Currency exchange firm, Travelex, ‘being held to ransom’ by hackers demanding $6m

Currency exchange firm, Travelex, ‘being held to ransom’ by hackers demanding $6m | Secret Flying

A ransomware gang called “Sodinokibi” told the BBC it is behind the hack.

 

A ransomware cyber-attack on the currency exchange company, Travelex, has forced the firm to take down all of its global websites.

 

On New Year’s eve, hackers launched an attack on the Travelex network, holding the exchange ransom for $6 million in bitcoin.

 

The group claims it first gained access to the company’s network six months ago and has downloaded 5GB worth of sensitive customer data, including credit card and insurance information.

 

“In the case of payment, we will delete and will not use that [data]base and restore them the entire network. The deadline for doubling the payment is two days.
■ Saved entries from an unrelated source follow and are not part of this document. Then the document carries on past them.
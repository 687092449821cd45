//! Prototypes
//!
//! A [`Prototype`] names the feature a derived feature is built from, either
//! by module id or by location, and lists what to strip from it on merge.
//!
//! Not synchronized; share across threads behind a lock.

use crate::artifact_id::ArtifactId;
use crate::error::ErrorKind;
use std::borrow::Cow;
use std::cmp::Ordering;
use std::collections::HashMap;
use std::fmt::{self, Display, Formatter};
use std::hash::{Hash, Hasher};
use url::Url;

/// Where the base feature of a prototype comes from
#[derive(Debug, Clone, PartialEq, Eq, Hash)]
pub enum PrototypeSource {
    /// Base feature identified by module id
    Id(ArtifactId),
    /// Base feature identified by location
    Url(Url),
}

impl PrototypeSource {
    /// String form used for ordering: the id's `mvn:` URL, or the location
    #[must_use]
    pub fn sort_key(&self) -> Cow<'_, str> {
        match self {
            Self::Id(id) => Cow::Owned(id.to_mvn_url()),
            Self::Url(url) => Cow::Borrowed(url.as_str()),
        }
    }

    fn rank(&self) -> u8 {
        match self {
            Self::Id(_) => 0,
            Self::Url(_) => 1,
        }
    }
}

impl Ord for PrototypeSource {
    // Each side orders by its own sort key. Equal keys on different channels
    // put ids first so that the order agrees with `Eq`.
    // Deviation: older prototype ordering took the left-hand url for both
    // sides of a url-vs-url comparison, so every such pair compared equal.
    // That behavior is intentionally not reproduced.
    fn cmp(&self, other: &Self) -> Ordering {
        let key = match (self, other) {
            (Self::Url(a), Self::Url(b)) => a.as_str().cmp(b.as_str()),
            _ => self.sort_key().cmp(&other.sort_key()),
        };
        key
            .then_with(|| self.rank().cmp(&other.rank()))
            .then_with(|| match (self, other) {
                (Self::Id(a), Self::Id(b)) => a.cmp(b),
                (Self::Url(a), Self::Url(b)) => a.cmp(b),
                _ => Ordering::Equal,
            })
    }
}

impl PartialOrd for PrototypeSource {
    fn partial_cmp(&self, other: &Self) -> Option<Ordering> {
        Some(self.cmp(other))
    }
}

impl Display for PrototypeSource {
    fn fmt(&self, f: &mut Formatter<'_>) -> fmt::Result {
        match self {
            Self::Id(id) => f.write_str(&id.to_mvn_id()),
            Self::Url(url) => f.write_str(url.as_str()),
        }
    }
}

/// Blueprint feature reference plus removals
///
/// # Invariants
/// - Exactly one of id or url identifies the base feature
/// - Removal collections keep insertion order and duplicates
/// - Equality, hashing and ordering use the identity only
#[derive(Debug)]
pub struct Prototype {
    source: PrototypeSource,
    configuration_removals: Vec<String>,
    bundle_removals: Vec<ArtifactId>,
    framework_properties_removals: Vec<String>,
    extension_removals: Vec<String>,
    artifact_extension_removals: HashMap<String, Vec<ArtifactId>>,
}

impl Prototype {
    /// Create prototype with empty removals
    #[must_use]
    pub fn new(source: PrototypeSource) -> Self {
        Self {
            source,
            configuration_removals: Vec::new(),
            bundle_removals: Vec::new(),
            framework_properties_removals: Vec::new(),
            extension_removals: Vec::new(),
            artifact_extension_removals: HashMap::new(),
        }
    }

    /// Prototype of the feature with the given id
    #[inline]
    #[must_use]
    pub fn with_id(id: ArtifactId) -> Self {
        Self::new(PrototypeSource::Id(id))
    }

    /// Prototype of the feature at the given location
    #[inline]
    #[must_use]
    pub fn with_url(url: Url) -> Self {
        Self::new(PrototypeSource::Url(url))
    }

    /// Build from separately collected id and location
    ///
    /// # Errors
    /// Returns [`PrototypeError::InvalidArgument`] unless exactly one is given
    pub fn from_parts(id: Option<ArtifactId>, url: Option<Url>) -> Result<Self, PrototypeError> {
        match (id, url) {
            (Some(id), None) => Ok(Self::with_id(id)),
            (None, Some(url)) => Ok(Self::with_url(url)),
            (Some(_), Some(_)) => Err(PrototypeError::InvalidArgument(
                "prototype takes an id or a url, not both".to_string(),
            )),
            (None, None) => Err(PrototypeError::InvalidArgument(
                "prototype requires an id or a url".to_string(),
            )),
        }
    }

    /// Identity of the base feature
    #[inline]
    #[must_use]
    pub fn source(&self) -> &PrototypeSource {
        &self.source
    }

    /// Module id, if identified by id
    #[inline]
    #[must_use]
    pub fn id(&self) -> Option<&ArtifactId> {
        match &self.source {
            PrototypeSource::Id(id) => Some(id),
            PrototypeSource::Url(_) => None,
        }
    }

    /// Location, if identified by url
    #[inline]
    #[must_use]
    pub fn url(&self) -> Option<&Url> {
        match &self.source {
            PrototypeSource::Url(url) => Some(url),
            PrototypeSource::Id(_) => None,
        }
    }

    /// Configuration PIDs to drop, in application order
    #[inline]
    #[must_use]
    pub fn configuration_removals(&self) -> &[String] {
        &self.configuration_removals
    }

    /// Live list of configuration removals
    #[inline]
    pub fn configuration_removals_mut(&mut self) -> &mut Vec<String> {
        &mut self.configuration_removals
    }

    /// Bundles to drop
    #[inline]
    #[must_use]
    pub fn bundle_removals(&self) -> &[ArtifactId] {
        &self.bundle_removals
    }

    /// Live list of bundle removals
    #[inline]
    pub fn bundle_removals_mut(&mut self) -> &mut Vec<ArtifactId> {
        &mut self.bundle_removals
    }

    /// Framework property names to drop
    #[inline]
    #[must_use]
    pub fn framework_properties_removals(&self) -> &[String] {
        &self.framework_properties_removals
    }

    /// Live list of framework property removals
    #[inline]
    pub fn framework_properties_removals_mut(&mut self) -> &mut Vec<String> {
        &mut self.framework_properties_removals
    }

    /// Whole extensions to drop
    #[inline]
    #[must_use]
    pub fn extension_removals(&self) -> &[String] {
        &self.extension_removals
    }

    /// Live list of extension removals
    #[inline]
    pub fn extension_removals_mut(&mut self) -> &mut Vec<String> {
        &mut self.extension_removals
    }

    /// Artifacts to drop from within named extensions
    #[inline]
    #[must_use]
    pub fn artifact_extension_removals(&self) -> &HashMap<String, Vec<ArtifactId>> {
        &self.artifact_extension_removals
    }

    /// Live map of per-extension artifact removals
    #[inline]
    pub fn artifact_extension_removals_mut(&mut self) -> &mut HashMap<String, Vec<ArtifactId>> {
        &mut self.artifact_extension_removals
    }

    /// Whether any removal is recorded
    #[must_use]
    pub fn has_removals(&self) -> bool {
        !self.configuration_removals.is_empty()
            || !self.bundle_removals.is_empty()
            || !self.framework_properties_removals.is_empty()
            || !self.extension_removals.is_empty()
            || self.artifact_extension_removals.values().any(|v| !v.is_empty())
    }
}

/// NOTE: cloning keeps the identity but starts with EMPTY removal collections.
/// A clone is a fresh prototype of the same base feature, ready for its own
/// removals; it is not a deep copy.
impl Clone for Prototype {
    fn clone(&self) -> Self {
        tracing::trace!("Cloning prototype {} without removals", self.source);
        Self::new(self.source.clone())
    }
}

impl PartialEq for Prototype {
    fn eq(&self, other: &Self) -> bool {
        self.source == other.source
    }
}

impl Eq for Prototype {}

impl Hash for Prototype {
    fn hash<H: Hasher>(&self, state: &mut H) {
        self.source.hash(state);
    }
}

impl Ord for Prototype {
    fn cmp(&self, other: &Self) -> Ordering {
        self.source.cmp(&other.source)
    }
}

impl PartialOrd for Prototype {
    fn partial_cmp(&self, other: &Self) -> Option<Ordering> {
        Some(self.cmp(other))
    }
}

impl Display for Prototype {
    fn fmt(&self, f: &mut Formatter<'_>) -> fmt::Result {
        write!(f, "Prototype [id={}]", self.source)
    }
}

/// Errors related to prototype construction
#[derive(Debug, Clone, PartialEq, Eq, thiserror::Error)]
pub enum PrototypeError {
    /// Identity channels missing or both present
    #[error("invalid argument: {0}")]
    InvalidArgument(String),
}

impl PrototypeError {
    /// Category of this error
    #[must_use]
    pub fn kind(&self) -> ErrorKind {
        match self {
            Self::InvalidArgument(_) => ErrorKind::InvalidArgument,
        }
    }
}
Then another seven days and the sale of the entire base,” the hackers warned.

 

The London-based company has said there is no evidence customer data has been compromised.

 

The Travelex website continues to be down, with a press release on the homepage reading: “On Tuesday December 31st Travelex detected a software virus which had compromised some of its services.

 

“As previously announced, on discovering the virus, and as a precautionary measure, Travelex immediately took all its systems offline to prevent the spread of the virus further across the network.

 

“Whilst the investigation is still ongoing, Travelex has confirmed that the software virus is ransomware known as Sodinokibi, also commonly referred to as REvil. Travelex has proactively taken steps to contain the spread of the ransomware, which has been successful.”

 

Although online services are down, Travelex cashiers situated in many airports and high streets around the world have been resorting to using pen and paper when exchanging currencies.

 

Travelex operates in more than 70 countries worldwide, with more than 1,200 branches and 1,000 ATMs.